This activity sets up the intuition for Newton's First Law — if friction were zero, the coins would continue moving indefinitely.
Answer: the spring balance reading when the block just starts to move gives the approximate magnitude of the force of friction. At this instant, the block is on the verge of moving but its velocity is neither increasing nor decreasing, meaning the net force is zero — so the force applied by the spring equals the force of friction.
Expected observations: polished marble gives the smallest reading (least friction); the laminated table gives an intermediate reading; the wooden table gives the largest reading (most friction).
Yes — the surface with the smallest spring balance reading (polished marble) is the same surface on which the stack of coins travelled the greatest distance in Activity 6.1: lower friction means a longer distance before stopping.
Conclusion (from Activities 6.1 and 6.2): when the force of friction is smaller, the velocity of the object decreases more slowly and it travels a larger distance before coming to rest.
Answer: both trials start with the cart at rest (\(u=0\)) and travel the same distance \(s\). Using \(s = \tfrac12at^2\): Trial 1: \(s = \tfrac12a_1T_1^2\); Trial 2: \(s = \tfrac12a_2T_2^2\). Equating gives \(a_1/a_2 = T_2^2/T_1^2\).
Since the mass in the cup is doubled in Trial 2, the force pulling the cart is approximately doubled. If \(T_2 < T_1\), then \(a_2 > a_1\), confirming that doubling the force increases the acceleration.
Conclusion: for an object of fixed mass, a larger net force produces a larger acceleration — acceleration is proportional to the applied force, directly supporting Newton's Second Law.
In practice, the increase in acceleration may be slightly less than double, due to friction between the wheels and the surface, and because the hanging mass is also being accelerated.
Answer: using the same analysis, \(a_1/a_2 = T_2^2/T_1^2\), but now the force is kept the same while the mass of the cart is doubled. If doubling the mass causes \(T_2 > T_1\) (the cart takes longer to travel the same distance), then \(a_2 < a_1\).
Expected result: when the cart's mass is doubled and the force is kept constant, the acceleration is approximately halved.
Conclusion: for a given net force, acceleration is inversely proportional to mass — confirming Newton's Second Law, \(F=ma\).
(i) Pushing the table away: when you apply a forward force on the table, it exerts an equal and opposite force back on you — pushing you (and the chair) backward.
(ii) Pulling the table towards you: when you apply a backward force on the table, it exerts a forward reaction force on your hands — the chair moves forward.
Conclusion: every force you apply on the table is accompanied by an equal and opposite force applied by the table on you — a direct demonstration of Newton's Third Law of Motion: every action has an equal and opposite reaction, acting on different objects.
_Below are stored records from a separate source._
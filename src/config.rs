//! Configuration management for the `reachmap` application
//!
//! Handles loading configuration from a TOML file and environment variables
//! and validates every setting before the clients are built. The isochrone
//! API key is only ever resolved here, at startup.

use crate::ReachMapError;
use crate::models::{Coordinate, OverlayStyle};
use anyhow::{Context, Result};
use config::{Config, Environment, File};
use serde::{Deserialize, Serialize};
use std::path::PathBuf;

/// Root configuration structure
#[derive(Debug, Clone, Default, Serialize, Deserialize)]
pub struct ReachMapConfig {
    #[serde(default)]
    pub isochrone: IsochroneConfig,
    #[serde(default)]
    pub geocoder: GeocoderConfig,
    #[serde(default)]
    pub map: MapConfig,
    #[serde(default)]
    pub overlay: OverlayStyle,
    #[serde(default)]
    pub logging: LoggingConfig,
    #[serde(default)]
    pub server: ServerConfig,
}

/// Isochrone service settings
#[derive(Debug, Clone, Serialize, Deserialize)]
pub struct IsochroneConfig {
    /// API key sent in the `Authorization` header
    pub api_key: Option<String>,
    #[serde(default = "default_isochrone_base_url")]
    pub base_url: String,
    /// Request timeout in seconds
    #[serde(default = "default_timeout")]
    pub timeout_seconds: u32,
}

/// Geocoding service settings
#[derive(Debug, Clone, Serialize, Deserialize)]
pub struct GeocoderConfig {
    #[serde(default = "default_geocoder_base_url")]
    pub base_url: String,
    /// Nominatim rejects requests without an identifying agent
    #[serde(default = "default_user_agent")]
    pub user_agent: String,
    #[serde(default = "default_timeout")]
    pub timeout_seconds: u32,
}

/// Map view defaults
#[derive(Debug, Clone, Serialize, Deserialize)]
pub struct MapConfig {
    #[serde(default = "default_center_latitude")]
    pub center_latitude: f64,
    #[serde(default = "default_center_longitude")]
    pub center_longitude: f64,
    /// Zoom on startup
    #[serde(default = "default_zoom")]
    pub zoom: u8,
    /// Zoom applied after a start point has been resolved
    #[serde(default = "default_resolved_zoom")]
    pub resolved_zoom: u8,
    #[serde(default = "default_max_zoom")]
    pub max_zoom: u8,
    #[serde(default = "default_tile_url")]
    pub tile_url: String,
    #[serde(default = "default_attribution")]
    pub attribution: String,
}

/// Logging configuration settings
#[derive(Debug, Clone, Serialize, Deserialize)]
pub struct LoggingConfig {
    /// Log level (error, warn, info, debug, trace)
    #[serde(default = "default_log_level")]
    pub level: String,
    /// Log format (pretty or json)
    #[serde(default = "default_log_format")]
    pub format: String,
}

/// HTTP surface settings
#[derive(Debug, Clone, Serialize, Deserialize)]
pub struct ServerConfig {
    #[serde(default = "default_host")]
    pub host: String,
    #[serde(default = "default_port")]
    pub port: u16,
    /// Directory holding the static page
    #[serde(default = "default_static_dir")]
    pub static_dir: String,
}

fn default_isochrone_base_url() -> String {
    "https://api.openrouteservice.org".to_string()
}

fn default_geocoder_base_url() -> String {
    "https://nominatim.openstreetmap.org".to_string()
}

fn default_user_agent() -> String {
    format!("reachmap/{}", crate::VERSION)
}

fn default_timeout() -> u32 {
    30
}

fn default_center_latitude() -> f64 {
    51.505
}

fn default_center_longitude() -> f64 {
    -0.09
}

fn default_zoom() -> u8 {
    13
}

fn default_resolved_zoom() -> u8 {
    14
}

fn default_max_zoom() -> u8 {
    19
}

fn default_tile_url() -> String {
    "https://{s}.tile.openstreetmap.org/{z}/{x}/{y}.png".to_string()
}

fn default_attribution() -> String {
    "&copy; OpenStreetMap contributors".to_string()
}

fn default_log_level() -> String {
    "info".to_string()
}

fn default_log_format() -> String {
    "pretty".to_string()
}

fn default_host() -> String {
    "127.0.0.1".to_string()
}

fn default_port() -> u16 {
    8080
}

fn default_static_dir() -> String {
    "frontend".to_string()
}

impl Default for IsochroneConfig {
    fn default() -> Self {
        Self {
            api_key: None,
            base_url: default_isochrone_base_url(),
            timeout_seconds: default_timeout(),
        }
    }
}

impl Default for GeocoderConfig {
    fn default() -> Self {
        Self {
            base_url: default_geocoder_base_url(),
            user_agent: default_user_agent(),
            timeout_seconds: default_timeout(),
        }
    }
}

impl Default for MapConfig {
    fn default() -> Self {
        Self {
            center_latitude: default_center_latitude(),
            center_longitude: default_center_longitude(),
            zoom: default_zoom(),
            resolved_zoom: default_resolved_zoom(),
            max_zoom: default_max_zoom(),
            tile_url: default_tile_url(),
            attribution: default_attribution(),
        }
    }
}

impl Default for LoggingConfig {
    fn default() -> Self {
        Self {
            level: default_log_level(),
            format: default_log_format(),
        }
    }
}

impl Default for ServerConfig {
    fn default() -> Self {
        Self {
            host: default_host(),
            port: default_port(),
            static_dir: default_static_dir(),
        }
    }
}

impl MapConfig {
    #[must_use]
    pub fn center(&self) -> Coordinate {
        Coordinate::new(self.center_latitude, self.center_longitude)
    }
}

impl ReachMapConfig {
    /// Load configuration from a file, then apply `REACHMAP_` environment
    /// overrides, e.g. `REACHMAP_ISOCHRONE__API_KEY`.
    ///
    /// An explicitly given file must exist. Without one, the default location
    /// is used if present.
    pub fn load_from_path(config_path: Option<PathBuf>) -> Result<Self> {
        let mut builder = Config::builder();

        let (config_file, required) = match config_path {
            Some(path) => (path, true),
            None => (
                Self::get_config_path().unwrap_or_else(|| PathBuf::from("config.toml")),
                false,
            ),
        };

        if required || config_file.exists() {
            builder = builder.add_source(
                File::from(config_file.clone())
                    .required(required)
                    .format(config::FileFormat::Toml),
            );
        }

        builder = builder.add_source(
            Environment::with_prefix("REACHMAP")
                .prefix_separator("_")
                .separator("__")
                .try_parsing(true),
        );

        let settings = builder
            .build()
            .with_context(|| "Failed to build configuration")?;

        let mut config: ReachMapConfig = settings
            .try_deserialize()
            .with_context(|| "Failed to deserialize configuration")?;

        config.apply_defaults();
        config.validate()?;

        Ok(config)
    }

    /// Get the default configuration file path
    #[must_use]
    pub fn get_config_path() -> Option<PathBuf> {
        dirs::config_dir().map(|dir| dir.join("reachmap").join("config.toml"))
    }

    /// Replace empty or zero values with defaults
    pub fn apply_defaults(&mut self) {
        if self.isochrone.base_url.is_empty() {
            self.isochrone.base_url = default_isochrone_base_url();
        }
        if self.isochrone.timeout_seconds == 0 {
            self.isochrone.timeout_seconds = default_timeout();
        }
        if self.geocoder.base_url.is_empty() {
            self.geocoder.base_url = default_geocoder_base_url();
        }
        if self.geocoder.user_agent.is_empty() {
            self.geocoder.user_agent = default_user_agent();
        }
        if self.geocoder.timeout_seconds == 0 {
            self.geocoder.timeout_seconds = default_timeout();
        }
        if self.map.max_zoom == 0 {
            self.map.max_zoom = default_max_zoom();
        }
        if self.map.tile_url.is_empty() {
            self.map.tile_url = default_tile_url();
        }
        if self.overlay.color.is_empty() {
            self.overlay.color = OverlayStyle::default().color;
        }
        if self.logging.level.is_empty() {
            self.logging.level = default_log_level();
        }
        if self.logging.format.is_empty() {
            self.logging.format = default_log_format();
        }
        if self.server.static_dir.is_empty() {
            self.server.static_dir = default_static_dir();
        }
    }

    /// Validate all configuration settings
    pub fn validate(&self) -> Result<()> {
        self.validate_numeric_ranges()?;
        self.validate_string_values()?;
        Ok(())
    }

    /// The isochrone API key, which the running application cannot do without
    pub fn require_api_key(&self) -> Result<&str> {
        match self.isochrone.api_key.as_deref() {
            Some(key) if !key.trim().is_empty() => Ok(key),
            _ => Err(ReachMapError::config(
                "Isochrone API key is missing. Set REACHMAP_ISOCHRONE__API_KEY or isochrone.api_key.",
            )
            .into()),
        }
    }

    fn validate_numeric_ranges(&self) -> Result<()> {
        if self.isochrone.timeout_seconds > 300 || self.geocoder.timeout_seconds > 300 {
            return Err(ReachMapError::config("Request timeout cannot exceed 300 seconds").into());
        }

        if self.map.max_zoom > 22 {
            return Err(ReachMapError::config("Maximum zoom cannot exceed 22").into());
        }

        if self.map.zoom > self.map.max_zoom || self.map.resolved_zoom > self.map.max_zoom {
            return Err(ReachMapError::config("Map zoom cannot exceed the maximum zoom").into());
        }

        if !self.map.center().is_within_bounds() {
            return Err(ReachMapError::config(format!(
                "Map center {} is outside valid latitude/longitude ranges",
                self.map.center()
            ))
            .into());
        }

        if !(0.0..=1.0).contains(&self.overlay.opacity) {
            return Err(ReachMapError::config("Overlay opacity must be between 0 and 1").into());
        }

        if self.overlay.weight <= 0.0 {
            return Err(ReachMapError::config("Overlay weight must be positive").into());
        }

        Ok(())
    }

    fn validate_string_values(&self) -> Result<()> {
        let valid_log_levels = ["error", "warn", "info", "debug", "trace"];
        if !valid_log_levels.contains(&self.logging.level.as_str()) {
            return Err(ReachMapError::config(format!(
                "Invalid log level '{}'. Must be one of: {}",
                self.logging.level,
                valid_log_levels.join(", ")
            ))
            .into());
        }

        let valid_log_formats = ["pretty", "json"];
        if !valid_log_formats.contains(&self.logging.format.as_str()) {
            return Err(ReachMapError::config(format!(
                "Invalid log format '{}'. Must be one of: {}",
                self.logging.format,
                valid_log_formats.join(", ")
            ))
            .into());
        }

        for (name, url) in [
            ("Isochrone", &self.isochrone.base_url),
            ("Geocoder", &self.geocoder.base_url),
        ] {
            if !url.starts_with("http://") && !url.starts_with("https://") {
                return Err(ReachMapError::config(format!(
                    "{name} base URL must be a valid HTTP or HTTPS URL"
                ))
                .into());
            }
        }

        Ok(())
    }
}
Prediction: since the two spring balances are connected and stationary, by Newton's Third Law, the force Balance 1 exerts on Balance 2 must be equal and opposite to the force Balance 2 exerts on Balance 1 — both balances should show the same reading.
Observation: the readings on both spring balances are identical every time, regardless of the magnitude of the applied force.
Conclusion: the forces that two objects exert on each other are always equal in magnitude and opposite in direction — this experimentally verifies Newton's Third Law of Motion.
Observation: when the neck is released, air rushes out of the balloon in one direction and the balloon (with straw) moves in the opposite direction along the string.
Explanation: the stretched elastic material of the balloon exerts a force on the air molecules inside, pushing them out through the neck. By Newton's Third Law, the expelled air exerts an equal and opposite force on the balloon, pushing it in the opposite direction to the airflow.
This is exactly how a rocket works: the engine pushes exhaust gas downward at high speed, and the reaction force pushes the rocket upward. When this upward thrust exceeds the weight of the rocket, the net force is upward and the rocket lifts off.
This same principle was used by the Vikram lander of Chandrayaan-3: by firing its engines in the direction of motion (downward toward the Moon), it generated an upward retro-thrust that slowed the lander for a soft landing near the Moon's south pole.
Two forces acting on the barbell: the gravitational force (weight) acting downward, equal to \(mg\); and the force applied by the weightlifter acting upward.
When the barbell is held steady (not accelerating), the net force on it is zero. By Newton's First Law, the two forces must be balanced — equal in magnitude (both = \(mg\)) and opposite in direction.
Answer: no, the forces are not balanced at this instant. If the arms are tilting towards R, a net force acts in R's direction — meaning R is exerting a larger force than S. The forces are unbalanced, with the net force in the direction of R's push.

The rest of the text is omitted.